There is nothing personal in this, Kevin.  People like to know who and where the person is before they feel comfortable sending money.

Also, I (my opinion only) prefer to "cyber talk" with people who have a name rather than just a user name.


----------



## Daddy1 (Apr 10, 2009)

Done--I updated my profile and even added a pic of me and the boys at the Reflecting Pool in D.C.


----------



## Daddy1 (Apr 10, 2009)

Hey,  I added a pic but it didn't show.  I do I make it appear under my user name?


----------



## ed4copies (Apr 10, 2009)

Insert it as your "avatar".  Should be able to do that in "User CP" if I remember correctly.


----------



## leehljp (Apr 10, 2009)

Kevin,

(Edited, I Need better glasses; you joined in '07, I read it initially as '09. Apologies I will let the following stay for other's benefit. )
I don't remember if I posted to you in the "introduction" forum when you joined or not. In case I did not, I am going to include the link to a PDF file that goes over many aspects of pen turning from finish to pens to tools to methods etc.

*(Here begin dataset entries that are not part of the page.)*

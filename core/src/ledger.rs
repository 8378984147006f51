//! Feedback Ledger: `feedback/{id}`, one entry per redeemed code.
//!
//! Entries are written only by the redemption flow, keyed by the id of
//! the code that produced them, and never modified afterwards.

use crate::{
    directory::EmployeeId,
    document::{read, read_children, DocumentStore},
    error::FeedbackResult,
    types::{Rating, RecordId, TimestampMs},
};
use serde::{Deserialize, Serialize};

pub const FEEDBACK_ROOT: &str = "feedback";

pub fn feedback_path(id: &str) -> String {
    format!("{FEEDBACK_ROOT}/{id}")
}

#[derive(Debug, Clone, PartialEq, Serialize, Deserialize)]
#[serde(rename_all = "camelCase")]
pub struct FeedbackEntry {
    pub employee_id:     EmployeeId,
    #[serde(default)]
    pub employee_name:   String,
    pub customer_name:   String,
    pub customer_number: String,
    pub rating:          Rating,
    #[serde(default)]
    pub comment:         String,
    pub created_at:      TimestampMs,
}

#[derive(Debug, Clone, Copy, PartialEq, Eq, Serialize)]
pub struct StarCount {
    pub star:    Rating,
    pub count:   usize,
    /// Whole-percent share of all entries, rounded half away from zero.
    pub percent: u32,
}

#[derive(Debug, Clone, PartialEq, Serialize)]
pub struct RatingSummary {
    pub total:   usize,
    pub average: f64,
    /// One bucket per star, 5 down to 1.
    pub counts:  Vec<StarCount>,
}

/// Aggregate ratings for display.
pub fn summarize(entries: &[FeedbackEntry]) -> RatingSummary {
    let total = entries.len();
    let average = if total == 0 {
        0.0
    } else {
        entries.iter().map(|e| f64::from(e.rating)).sum::<f64>() / total as f64
    };

    let counts = (1..=5u8)
        .rev()
        .map(|star| {
            let count = entries.iter().filter(|e| e.rating == star).count();
            let percent = if total == 0 {
                0
            } else {
                (count as f64 / total as f64 * 100.0).round() as u32
            };
            StarCount { star, count, percent }
        })
        .collect();

    RatingSummary { total, average, counts }
}

pub struct Ledger<'a> {
    store: &'a dyn DocumentStore,
}

impl<'a> Ledger<'a> {
    pub fn new(store: &'a dyn DocumentStore) -> Self {
        Self { store }
    }

    pub fn get(&self, id: &str) -> FeedbackResult<Option<FeedbackEntry>> {
        read(self.store, &feedback_path(id))
    }

    /// All entries, oldest first.
    pub fn all(&self) -> FeedbackResult<Vec<(RecordId, FeedbackEntry)>> {
        let mut entries: Vec<(RecordId, FeedbackEntry)> = read_children(self.store, FEEDBACK_ROOT)?;
        entries.sort_by_key(|(_, e)| e.created_at);
        Ok(entries)
    }

    /// Entries about one employee, newest first.
    pub fn entries_for_employee(&self, employee: &EmployeeId) -> FeedbackResult<Vec<FeedbackEntry>> {
        let mut entries: Vec<FeedbackEntry> = read_children::<FeedbackEntry>(self.store, FEEDBACK_ROOT)?
            .into_iter()
            .map(|(_, e)| e)
            .filter(|e| &e.employee_id == employee)
            .collect();
        entries.sort_by(|a, b| b.created_at.cmp(&a.created_at));
        Ok(entries)
    }

    pub fn count(&self) -> FeedbackResult<usize> {
        Ok(match self.store.get(FEEDBACK_ROOT)? {
            Some(serde_json::Value::Object(map)) => map.len(),
            _ => 0,
        })
    }
}
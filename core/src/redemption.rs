//! Code Redemption Flow.
//!
//! STATES: unissued → issued (unused) → redeemed
//!                         └────────→ deleted
//!
//! RULES:
//!   - Only an unused code can be redeemed or deleted.
//!   - Redeeming applies three effects in ONE guarded store write:
//!       1. the code is marked used (or removed, per `RedemptionDisposal`)
//!       2. `feedback/{code id}` is written
//!       3. the rated employee's balance grows by `points_for_rating`
//!   - The write is conditional on the code still being unused and the
//!     balance still holding the value we read. A code consumed by a
//!     concurrent redemption fails the guard and is reported as such;
//!     a balance moved by an unrelated redemption is retried.

use crate::{
    codes::{code_path, CodeRegistry, RedemptionCode, StoredCode},
    directory::{points_path, Directory, EmployeeId},
    document::{to_value, DocumentStore, Guard, Updates},
    error::{FeedbackError, FeedbackResult},
    ledger::{feedback_path, FeedbackEntry},
    rng::CodeGenerator,
    types::{Rating, TimestampMs},
};
use serde::{Deserialize, Serialize};
use serde_json::{json, Value};

/// Attempts at the guarded redemption write before giving up.
pub const MAX_REDEEM_ATTEMPTS: u32 = 3;

/// What happens to a code once it has been redeemed.
#[derive(Debug, Clone, Copy, Default, PartialEq, Eq, Serialize, Deserialize)]
#[serde(rename_all = "snake_case")]
pub enum RedemptionDisposal {
    /// Keep the code with `used = true`. A second redemption reports
    /// `AlreadyUsed`.
    #[default]
    Mark,
    /// Remove the code. A second redemption reports `NotFound`.
    Delete,
}

/// Points credited for a rating: 1★ → 1, 2★ → 1, 3★ → 2, 4★ → 3, 5★ → 4.
pub fn points_for_rating(rating: Rating) -> u32 {
    u32::from(rating).saturating_sub(1).max(1)
}

/// Narrow a submitted rating to a star count, or `InvalidRating`.
pub fn parse_rating(raw: f64) -> FeedbackResult<Rating> {
    if raw.fract() != 0.0 || !(1.0..=5.0).contains(&raw) {
        return Err(FeedbackError::InvalidRating { rating: raw });
    }
    Ok(raw as Rating)
}

#[derive(Debug, Clone, Deserialize)]
pub struct RedeemRequest {
    pub customer_number: String,
    /// As submitted. Any JSON number is accepted here and checked by
    /// `parse_rating`, so a bad value surfaces as `InvalidRating`.
    pub rating:          f64,
    #[serde(default)]
    pub comment:         String,
    /// Employee the customer chose to rate; defaults to the issuer.
    #[serde(default)]
    pub employee:        Option<EmployeeId>,
}

#[derive(Debug, Clone, PartialEq, Serialize)]
pub struct Redemption {
    pub feedback_id:    String,
    pub entry:          FeedbackEntry,
    pub points_awarded: u32,
    pub new_balance:    u32,
}

pub struct RedemptionFlow<'a> {
    store:       &'a dyn DocumentStore,
    disposal:    RedemptionDisposal,
    code_length: usize,
}

impl<'a> RedemptionFlow<'a> {
    pub fn new(store: &'a dyn DocumentStore, disposal: RedemptionDisposal, code_length: usize) -> Self {
        Self { store, disposal, code_length }
    }

    pub fn issue(
        &self,
        generator:       &mut CodeGenerator,
        employee_id:     &EmployeeId,
        customer_name:   &str,
        customer_number: &str,
        now:             TimestampMs,
    ) -> FeedbackResult<StoredCode> {
        let customer_name = customer_name.trim();
        let customer_number = customer_number.trim();
        if customer_name.is_empty() {
            return Err(FeedbackError::MissingField { field: "customer_name" });
        }
        if customer_number.is_empty() {
            return Err(FeedbackError::MissingField { field: "customer_number" });
        }
        let employee = Directory::new(self.store).require(employee_id)?;

        let record = RedemptionCode {
            code:            generator.next_token(self.code_length),
            employee_id:     employee.id,
            employee_name:   employee.name,
            customer_name:   customer_name.to_string(),
            customer_number: customer_number.to_string(),
            used:            false,
            created_at:      now,
        };
        let id = uuid::Uuid::new_v4().simple().to_string();
        self.store.set(&code_path(&id), to_value(&record)?)?;
        log::info!("redemption: {} issued code {} for {}", record.employee_id, record.code, record.customer_name);
        Ok(StoredCode { id, record })
    }

    /// Look up an unused code by token.
    pub fn validate(&self, token: &str) -> FeedbackResult<StoredCode> {
        let matches = CodeRegistry::new(self.store).find_by_token(token)?;
        if let Some(unused) = matches.iter().find(|c| !c.record.used) {
            return Ok(unused.clone());
        }
        if matches.is_empty() {
            Err(FeedbackError::not_found("feedback code", token))
        } else {
            Err(FeedbackError::AlreadyUsed { code: token.to_string() })
        }
    }

    pub fn redeem(&self, token: &str, request: &RedeemRequest, now: TimestampMs) -> FeedbackResult<Redemption> {
        let mut contended = String::new();
        for attempt in 1..=MAX_REDEEM_ATTEMPTS {
            let code = self.code_for_customer(token, &request.customer_number)?;
            let rating = parse_rating(request.rating)?;

            let target_id = request
                .employee
                .clone()
                .unwrap_or_else(|| code.record.employee_id.clone());
            let employee = Directory::new(self.store).require(&target_id)?;
            let balance_path = points_path(&target_id);
            let observed_balance = self.store.get(&balance_path)?;

            let current_balance = observed_balance
                .as_ref()
                .and_then(Value::as_u64)
                .and_then(|v| u32::try_from(v).ok())
                .unwrap_or(0);
            let awarded = points_for_rating(rating);
            let new_balance = current_balance.saturating_add(awarded);
            let entry = FeedbackEntry {
                employee_id:     target_id.clone(),
                employee_name:   employee.name.clone(),
                customer_name:   code.record.customer_name.clone(),
                customer_number: request.customer_number.clone(),
                rating,
                comment:         request.comment.trim().to_string(),
                created_at:      now,
            };

            let mut guards = vec![Guard { path: balance_path.clone(), expected: observed_balance }];
            let mut updates = Updates::new();
            match self.disposal {
                RedemptionDisposal::Mark => {
                    guards.push(Guard::equals(format!("{}/used", code.path()), json!(false)));
                    updates.insert(format!("{}/used", code.path()), json!(true));
                }
                RedemptionDisposal::Delete => {
                    guards.push(Guard::equals(format!("{}/code", code.path()), json!(token)));
                    updates.insert(code.path(), Value::Null);
                }
            }
            updates.insert(feedback_path(&code.id), to_value(&entry)?);
            updates.insert(balance_path, json!(new_balance));

            if self.store.update_if(&guards, &updates)? {
                log::info!(
                    "redemption: code {token} redeemed, {target_id} rated {rating}★ (+{awarded}, balance {new_balance})"
                );
                return Ok(Redemption { feedback_id: code.id, entry, points_awarded: awarded, new_balance });
            }
            log::warn!("redemption: write contention on code {token} (attempt {attempt}/{MAX_REDEEM_ATTEMPTS})");
            contended = code.path();
        }
        Err(FeedbackError::Conflict { path: contended, attempts: MAX_REDEEM_ATTEMPTS })
    }

    /// The unused code under `token` issued to this customer. Tokens are
    /// not unique, so every unused match is considered before reporting
    /// `NumberMismatch`.
    fn code_for_customer(&self, token: &str, customer_number: &str) -> FeedbackResult<StoredCode> {
        let matches = CodeRegistry::new(self.store).find_by_token(token)?;
        if matches.is_empty() {
            return Err(FeedbackError::not_found("feedback code", token));
        }
        let mut unused = matches.into_iter().filter(|c| !c.record.used).peekable();
        if unused.peek().is_none() {
            return Err(FeedbackError::AlreadyUsed { code: token.to_string() });
        }
        unused
            .find(|c| c.record.customer_number == customer_number)
            .ok_or(FeedbackError::NumberMismatch)
    }

    /// Remove an unused code. Only its issuer may do so.
    pub fn delete(&self, token: &str, requester: &EmployeeId) -> FeedbackResult<()> {
        let matches = CodeRegistry::new(self.store).find_by_token(token)?;
        let code = matches
            .iter()
            .find(|c| &c.record.employee_id == requester && !c.record.used)
            .or_else(|| matches.first())
            .ok_or_else(|| FeedbackError::not_found("feedback code", token))?;

        if code.record.used {
            return Err(FeedbackError::forbidden("cannot delete a used feedback code"));
        }
        if &code.record.employee_id != requester {
            return Err(FeedbackError::NotOwner {
                requester: requester.to_string(),
                code:      token.to_string(),
            });
        }

        let mut updates = Updates::new();
        updates.insert(code.path(), Value::Null);
        let guard = Guard::equals(format!("{}/used", code.path()), json!(false));
        if !self.store.update_if(&[guard], &updates)? {
            // Redeemed or removed between the read and the write.
            return match CodeRegistry::new(self.store).get(&code.id)? {
                Some(_) => Err(FeedbackError::forbidden("cannot delete a used feedback code")),
                None => Err(FeedbackError::not_found("feedback code", token)),
            };
        }
        log::info!("redemption: {requester} deleted unused code {token}");
        Ok(())
    }
}

#[cfg(test)]
mod tests {
    use super::*;

    #[test]
    fn rating_points_table() {
        let awarded: Vec<u32> = (1..=5).map(points_for_rating).collect();
        assert_eq!(awarded, vec![1, 1, 2, 3, 4]);
    }

    #[test]
    fn ratings_outside_one_to_five_rejected() {
        assert_eq!(parse_rating(5.0).unwrap(), 5);
        for raw in [0.0, 6.0, 300.0, -1.0, 4.5, f64::NAN] {
            assert!(
                matches!(parse_rating(raw), Err(FeedbackError::InvalidRating { .. })),
                "expected {raw} to be rejected"
            );
        }
    }
}
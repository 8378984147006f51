//! Feedback code token generation.
//!
//! Tokens are drawn from an alphabet without visually confusable
//! characters (no I, O, 0, 1): 32 symbols, so a 6-character token has
//! 32^6 ≈ 1.07e9 combinations. No uniqueness check is made against
//! codes already in the store.
//!
//! Production generators are seeded from OS entropy; tests seed
//! explicitly so generated tokens are reproducible.

use rand::{Rng, SeedableRng};
use rand_pcg::Pcg64Mcg;

pub const CODE_ALPHABET: &[u8] = b"ABCDEFGHJKLMNPQRSTUVWXYZ23456789";
pub const DEFAULT_CODE_LENGTH: usize = 6;

pub struct CodeGenerator {
    inner: Pcg64Mcg,
}

impl CodeGenerator {
    /// Seed from the thread RNG.
    pub fn from_entropy() -> Self {
        Self::with_seed(rand::random::<u64>())
    }

    /// Deterministic generator for tests.
    pub fn with_seed(seed: u64) -> Self {
        Self {
            inner: Pcg64Mcg::seed_from_u64(seed),
        }
    }

    /// Draw a token of `len` characters from `CODE_ALPHABET`.
    pub fn next_token(&mut self, len: usize) -> String {
        (0..len)
            .map(|_| CODE_ALPHABET[self.inner.gen_range(0..CODE_ALPHABET.len())] as char)
            .collect()
    }
}

/// Whether `token` could have been produced by `CodeGenerator`.
pub fn is_well_formed(token: &str, len: usize) -> bool {
    token.len() == len && token.bytes().all(|b| CODE_ALPHABET.contains(&b))
}

#[cfg(test)]
mod tests {
    use super::*;

    #[test]
    fn tokens_are_deterministic_per_seed() {
        let mut a = CodeGenerator::with_seed(12345);
        let mut b = CodeGenerator::with_seed(12345);
        assert_eq!(a.next_token(6), b.next_token(6), "Same seed should produce same token");
    }

    #[test]
    fn tokens_use_only_unambiguous_symbols() {
        let mut generator = CodeGenerator::with_seed(7);
        for _ in 0..200 {
            let token = generator.next_token(DEFAULT_CODE_LENGTH);
            assert!(is_well_formed(&token, DEFAULT_CODE_LENGTH), "bad token {token}");
            assert!(!token.contains(['I', 'O', '0', '1']), "confusable symbol in {token}");
        }
    }

    #[test]
    fn alphabet_has_32_symbols() {
        assert_eq!(CODE_ALPHABET.len(), 32);
    }
}
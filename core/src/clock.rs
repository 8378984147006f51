//! Wall-clock access. Owns "now" so month rollover is testable.

use crate::types::{MonthKey, TimestampMs};
use chrono::{DateTime, Datelike, NaiveDate, Utc};
use std::sync::Mutex;

pub trait Clock: Send + Sync {
    fn now(&self) -> DateTime<Utc>;
}

/// The real system clock.
#[derive(Debug, Default, Clone, Copy)]
pub struct SystemClock;

impl Clock for SystemClock {
    fn now(&self) -> DateTime<Utc> {
        Utc::now()
    }
}

/// A clock that only moves when told to. Used in tests.
#[derive(Debug)]
pub struct FixedClock {
    now: Mutex<DateTime<Utc>>,
}

impl FixedClock {
    pub fn new(now: DateTime<Utc>) -> Self {
        Self { now: Mutex::new(now) }
    }

    /// Midnight UTC on the given date. An invalid date yields the epoch.
    pub fn at_date(year: i32, month: u32, day: u32) -> Self {
        let now = NaiveDate::from_ymd_opt(year, month, day)
            .and_then(|date| date.and_hms_opt(0, 0, 0))
            .map(|midnight| midnight.and_utc())
            .unwrap_or_default();
        Self::new(now)
    }

    pub fn set(&self, now: DateTime<Utc>) {
        if let Ok(mut guard) = self.now.lock() {
            *guard = now;
        }
    }

    pub fn advance(&self, by: chrono::Duration) {
        if let Ok(mut guard) = self.now.lock() {
            *guard += by;
        }
    }
}

impl Clock for FixedClock {
    fn now(&self) -> DateTime<Utc> {
        match self.now.lock() {
            Ok(guard) => *guard,
            Err(poisoned) => *poisoned.into_inner(),
        }
    }
}

/// `YYYY-MM` marker for the month containing `now`.
pub fn month_key(now: DateTime<Utc>) -> MonthKey {
    now.format("%Y-%m").to_string()
}

/// `YYYY-MM` marker for the month after the one containing `now`.
pub fn next_month_key(now: DateTime<Utc>) -> MonthKey {
    let (year, month) = if now.month() == 12 {
        (now.year() + 1, 1)
    } else {
        (now.year(), now.month() + 1)
    };
    format!("{year:04}-{month:02}")
}

pub fn timestamp_ms(now: DateTime<Utc>) -> TimestampMs {
    now.timestamp_millis()
}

It is not in detail or comprehensive but a good overview of pen turning.

http://www.penturners.org/forum/showthread.php?t=42446 

I have long been a fan of intarsia but just haven't gotten there yet - in addition to being unskillful as an artist! I am getting started in bowls though.


----------



## Daniel (Apr 11, 2009)

Little question with a really big answer. PM sent


----------



## Monty (Apr 11, 2009)

PM sent.


----------